I believe that every reptilian friends in life must have encountered writing half a day to write out the reptilian, finally not easy to run, the result is slow, anyway, I have encountered. Now is the era of big data, the light will write crawler is not competitive, so learn to optimize the crawler code, optimize the crawler robustness or crawl speed and so on, these can improve their competitiveness.

This article crawler to Qiushi Encyclopedia as an example, to ordinary crawler and multithreaded crawler == running time ==, I believe that we can appreciate the powerful of multithreading!!

1. Common reptile

import requests
from lxml import etree
import time
import sys

headers = {
    "User-Agent": "Mozilla / 5.0 (Macintosh; Intel Mac OS X 10_13_6) AppleWebKit/537.36 (KHTML, like Gecko) Chrome/86.0.4240.193 Safari/537.36"

# crawl
def Crawl(response) :
    e = etree.HTML(response.text)
   # select class by class value
    span_text = e.xpath("//div[@class='content']/span[1]")
    with open("duanzi.txt"."a", encoding="utf-8") as f:
        for span in span_text:
            info = span.xpath("string(.) ")

if __name__ == '__main__'Start = time.time() base_URL ="{}"
    for i in range(1.14) :Print the number of pages currently climbed
        print("Climbing page {}".format(i))
        new_url = base_url.format(i)
        Send a get request
        response = requests.get(new_url,headers=headers)
	Write down the end time
    end = time.time()
    Get run time by subtracting
    print(end - start)

2. Multi-threaded crawlers

import requests
from lxml import etree
First in, first out (FIFO
from queue import Queue
from threading import Thread
import time

# request header
headers = {
    "User-Agent": "Mozilla / 5.0 (Macintosh; Intel Mac OS X 10_13_6) AppleWebKit/537.36 (KHTML, like Gecko) Chrome/86.0.4240.193 Safari/537.36"

# Data acquisition
# inheritance Thread
class CrawlInfo(Thread) :
    # override init function
    def __init__(self,url_queue,html_queue) :

        self.url_queue = url_queue
        self.html_queue = html_queue

    # override the run method
    def run(self) :
        while self.url_queue.empty()== False:
            url = self.url_queue.get()
            response = requests.get(url,headers=headers)
            if response.status_code == 200:
            	Put the data into the queue

# Data parsing and saving
# inheritance Thread
class ParseInfo(Thread) :
    def __init__(self,html_queue) :
        self.html_queue = html_queue

    def run(self) :
    	Check whether the queue is empty. If it is not empty, continue traversing
        while self.html_queue.empty() == False:
        	Fetch the last data from the queue
            e = etree.HTML(self.html_queue.get())
            span_text = e.xpath("//div[@class='content']/span[1]")
            with open("duanzi.txt"."a", encoding="utf-8") as f:
                for span in span_text:
                    info = span.xpath("string(.) ")

# start
if __name__ == '__main__':
    start = time.time()
    # instantiation
    url_queue = Queue()
    html_queue = Queue()
    base_url = "{}"
    for i in range(1.14) :print("Climbing page {}".format(i))
        new_url = base_url.format(i)

    crawl_list = []
    for i in range(3):
        Crawl = CrawlInfo(url_queue,html_queue)

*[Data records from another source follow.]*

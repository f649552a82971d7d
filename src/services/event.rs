//! Event service implementation
//!
//! Event CRUD, attendance and the per-event visibility rules: a
//! club-scoped event is only visible to that club's members or its
//! attendees, an archived event only to its past attendees.

use std::collections::HashSet;

use chrono::Utc;
use futures::future::try_join_all;
use tracing::info;

use crate::database::repositories::{EventRepository, UserRepository};
use crate::models::event::{
    CreateEventData, CreateEventRequest, Event, EventDto, EventListDto, EventListQuery,
    UpdateEventData, UpdateEventRequest,
};
use crate::services::auth::CurrentUser;
use crate::utils::errors::{GatherlyError, Result};
use crate::utils::helpers::normalize_whitespace;

#[derive(Clone)]
pub struct EventService {
    events: EventRepository,
    users: UserRepository,
}

impl EventService {
    pub fn new(events: EventRepository, users: UserRepository) -> Self {
        Self { events, users }
    }

    /// Create an event; the host is auto-joined as its first attendee.
    pub async fn create_event(&self, payload: CreateEventRequest) -> Result<EventDto> {
        let title = normalize_whitespace(&payload.title);
        if title.is_empty() {
            return Err(GatherlyError::InvalidInput(
                "event title must not be empty".to_string(),
            ));
        }
        if payload.max_people < 1 {
            return Err(GatherlyError::InvalidInput(
                "max_people must be at least 1".to_string(),
            ));
        }

        if !self.events.category_exists(payload.category_id).await? {
            return Err(GatherlyError::CategoryNotFound {
                category_id: payload.category_id,
            });
        }

        let mut city_ids = payload.city_ids;
        city_ids.sort_unstable();
        city_ids.dedup();
        if city_ids.is_empty() {
            return Err(GatherlyError::InvalidInput(
                "at least one city is required".to_string(),
            ));
        }
        if !self.events.cities_exist(&city_ids).await? {
            return Err(GatherlyError::CityNotFound);
        }

        let now = Utc::now();
        if payload.start_time <= now {
            return Err(GatherlyError::InvalidInput(
                "an event must start in the future".to_string(),
            ));
        }
        if payload.start_time >= payload.end_time {
            return Err(GatherlyError::InvalidInput(
                "an event must end after it starts".to_string(),
            ));
        }

        if self.users.find_by_id(payload.host_id).await?.is_none() {
            return Err(GatherlyError::UserNotFound {
                user_id: payload.host_id,
            });
        }

        if let Some(club_id) = payload.club_id {
            if !self.events.club_exists(club_id).await? {
                return Err(GatherlyError::ClubNotFound { club_id });
            }
            if !self.events.is_club_member(club_id, payload.host_id).await? {
                return Err(GatherlyError::Conflict(
                    "the host must be a member of the club".to_string(),
                ));
            }
        }

        let event = self
            .events
            .create(CreateEventData {
                host_id: payload.host_id,
                club_id: payload.club_id,
                title,
                description: payload.description,
                category_id: payload.category_id,
                city_ids,
                start_time: payload.start_time,
                end_time: payload.end_time,
                max_people: payload.max_people,
            })
            .await?;

        // the host always attends their own event
        self.events.join(event.id, event.host_id).await?;

        info!(event_id = event.id, host_id = event.host_id, "Event created");

        let city_ids = self.events.city_ids(event.id).await?;
        Ok(EventDto::from_parts(event, city_ids))
    }

    /// Get a single event, subject to the visibility rules.
    pub async fn get_event(&self, event_id: i64, actor: &CurrentUser) -> Result<EventDto> {
        let event = self
            .events
            .find_by_id(event_id)
            .await?
            .ok_or(GatherlyError::EventNotFound { event_id })?;

        self.check_visibility(&event, actor).await?;

        let city_ids = self.events.city_ids(event.id).await?;
        Ok(EventDto::from_parts(event, city_ids))
    }

    /// List events by filter criteria, then retain those visible to the
    /// actor.
    pub async fn list_events(
        &self,
        query: EventListQuery,
        actor: &CurrentUser,
    ) -> Result<EventListDto> {
        let events = self.events.list(&query).await?;

        let joined: HashSet<i64> = self
            .events
            .joined_event_ids(actor.id)
            .await?
            .into_iter()
            .collect();
        let member_clubs: HashSet<i64> = self
            .events
            .member_club_ids(actor.id)
            .await?
            .into_iter()
            .collect();

        let visible: Vec<Event> = events
            .into_iter()
            .filter(|event| {
                if event.archived {
                    return joined.contains(&event.id);
                }
                match event.club_id {
                    Some(club_id) => {
                        member_clubs.contains(&club_id) || joined.contains(&event.id)
                    }
                    None => true,
                }
            })
            .collect();

        let city_ids = try_join_all(visible.iter().map(|event| self.events.city_ids(event.id)))
            .await?;

        let events = visible
            .into_iter()
            .zip(city_ids)
            .map(|(event, cities)| EventDto::from_parts(event, cities))
            .collect();

        Ok(EventListDto { events })
    }

    /// Join an event. Capacity and duplicate checks precede the temporal
    /// one, matching the order the errors are reported in.
    pub async fn join_event(&self, event_id: i64, user_id: i64) -> Result<()> {
        if self.users.find_by_id(user_id).await?.is_none() {
            return Err(GatherlyError::UserNotFound { user_id });
        }

        let event = self
            .events
            .find_by_id(event_id)
            .await?
            .ok_or(GatherlyError::EventNotFound { event_id })?;

        let attendee_count = self.events.attendee_count(event_id).await?;
        if attendee_count >= i64::from(event.max_people) {
            return Err(GatherlyError::Conflict("the event is already full".to_string()));
        }

        if self.events.is_joined(event_id, user_id).await? {
            return Err(GatherlyError::Conflict(
                "already joined this event".to_string(),
            ));
        }

        if event.start_time <= Utc::now() {
            return Err(GatherlyError::InvalidInput(
                "the event has already started".to_string(),
            ));
        }

        if let Some(club_id) = event.club_id {
            if !self.events.is_club_member(club_id, user_id).await? {
                return Err(GatherlyError::Conflict(
                    "only club members can join a club event".to_string(),
                ));
            }
        }

        self.events.join(event_id, user_id).await?;

        info!(event_id = event_id, user_id = user_id, "User joined event");
        Ok(())
    }

    /// Leave an event. The host cannot leave their own event.
    pub async fn leave_event(&self, event_id: i64, user_id: i64) -> Result<()> {
        if self.users.find_by_id(user_id).await?.is_none() {
            return Err(GatherlyError::UserNotFound { user_id });
        }

        let event = self
            .events
            .find_by_id(event_id)
            .await?
            .ok_or(GatherlyError::EventNotFound { event_id })?;

        if event.start_time <= Utc::now() {
            return Err(GatherlyError::InvalidInput(
                "the event has already started".to_string(),
            ));
        }

        if !self.events.is_joined(event_id, user_id).await? {
            return Err(GatherlyError::InvalidInput(
                "not joined to this event".to_string(),
            ));
        }

        if event.host_id == user_id {
            return Err(GatherlyError::Conflict(
                "the host cannot leave the event".to_string(),
            ));
        }

        self.events.leave(event_id, user_id).await?;

        info!(event_id = event_id, user_id = user_id, "User left event");
        Ok(())
    }

    /// Update an event that has not started yet. The merged start/end
    /// window must stay valid and capacity cannot drop below the current
    /// attendance.
    pub async fn update_event(
        &self,
        event_id: i64,
        payload: UpdateEventRequest,
    ) -> Result<EventDto> {
        let event = self
            .events
            .find_by_id(event_id)
            .await?
            .ok_or(GatherlyError::EventNotFound { event_id })?;

        let now = Utc::now();
        if event.start_time <= now {
            return Err(GatherlyError::InvalidInput(
                "an event that already started cannot be updated".to_string(),
            ));
        }

        let start_time = payload.start_time.unwrap_or(event.start_time);
        let end_time = payload.end_time.unwrap_or(event.end_time);
        if start_time <= now {
            return Err(GatherlyError::InvalidInput(
                "an event must start in the future".to_string(),
            ));
        }
        if start_time >= end_time {
            return Err(GatherlyError::InvalidInput(
                "an event must end after it starts".to_string(),
            ));
        }

        if let Some(category_id) = payload.category_id {
            if !self.events.category_exists(category_id).await? {
                return Err(GatherlyError::CategoryNotFound { category_id });
            }
        }

        let city_ids = payload.city_ids.map(|mut city_ids| {
            city_ids.sort_unstable();
            city_ids.dedup();
            city_ids
        });
        if let Some(city_ids) = &city_ids {
            if city_ids.is_empty() {
                return Err(GatherlyError::InvalidInput(
                    "at least one city is required".to_string(),
                ));
            }
            if !self.events.cities_exist(city_ids).await? {
                return Err(GatherlyError::CityNotFound);
            }
        }

        if let Some(max_people) = payload.max_people {
            if max_people < 1 {
                return Err(GatherlyError::InvalidInput(
                    "max_people must be at least 1".to_string(),
                ));
            }
            let attendee_count = self.events.attendee_count(event_id).await?;
            if i64::from(max_people) < attendee_count {
                return Err(GatherlyError::Conflict(
                    "max_people cannot be lower than the current attendee count".to_string(),
                ));
            }
        }

        if let Some(title) = &payload.title {
            if normalize_whitespace(title).is_empty() {
                return Err(GatherlyError::InvalidInput(
                    "event title must not be empty".to_string(),
                ));
            }
        }

        let updated = self
            .events
            .update(
                event_id,
                UpdateEventData {
                    title: payload.title,
                    description: payload.description,
                    category_id: payload.category_id,
                    city_ids,
                    start_time: payload.start_time,
                    end_time: payload.end_time,
                    max_people: payload.max_people,
                },
            )
            .await?;

        info!(event_id = event_id, "Event updated");

        let city_ids = self.events.city_ids(event_id).await?;
        Ok(EventDto::from_parts(updated, city_ids))
    }

    /// Delete an event that has not started yet.
    pub async fn delete_event(&self, event_id: i64) -> Result<()> {
        let event = self
            .events
            .find_by_id(event_id)
            .await?
            .ok_or(GatherlyError::EventNotFound { event_id })?;

        if event.start_time <= Utc::now() {
            return Err(GatherlyError::InvalidInput(
                "an event that already started cannot be deleted".to_string(),
            ));
        }

        self.events.delete(event_id).await?;

        info!(event_id = event_id, "Event deleted");
        Ok(())
    }

    /// Visibility predicate shared by get and list: archived events belong
    /// to their past attendees, club events to club members and attendees.
    async fn check_visibility(&self, event: &Event, actor: &CurrentUser) -> Result<()> {
        if event.archived {
            if !self.events.is_joined(event.id, actor.id).await? {
                return Err(GatherlyError::Conflict(
                    "only past attendees can view an archived event".to_string(),
                ));
            }
            return Ok(());
        }

        if let Some(club_id) = event.club_id {
            let is_member = self.events.is_club_member(club_id, actor.id).await?;
            let is_attendee = self.events.is_joined(event.id, actor.id).await?;
            if !is_member && !is_attendee {
                return Err(GatherlyError::Conflict(
                    "only club members can view a club event".to_string(),
                ));
            }
        }

        Ok(())
    }
}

    for crawl in crawl_list:
    	#join() waits until the queue is empty before doing anything else

    parse_list = []
    for i in range(3):
        parse = ParseInfo(html_queue)

    for parse in parse_list:

    end = time.time()
    print(end - start)

3. Operation comparison

== Common crawler ==

Multithreaded crawler ==

There may be little partner feel this few seconds it’s not a big deal, again, is now = = = = big data era, and is prone to = = = = millions, tens of millions of data quantity, if you still can only write ordinary crawler code, then in = = degree spell without winning the = =, you even spell doesn’t win the = = = = page technology, That’s what makes it so sad!!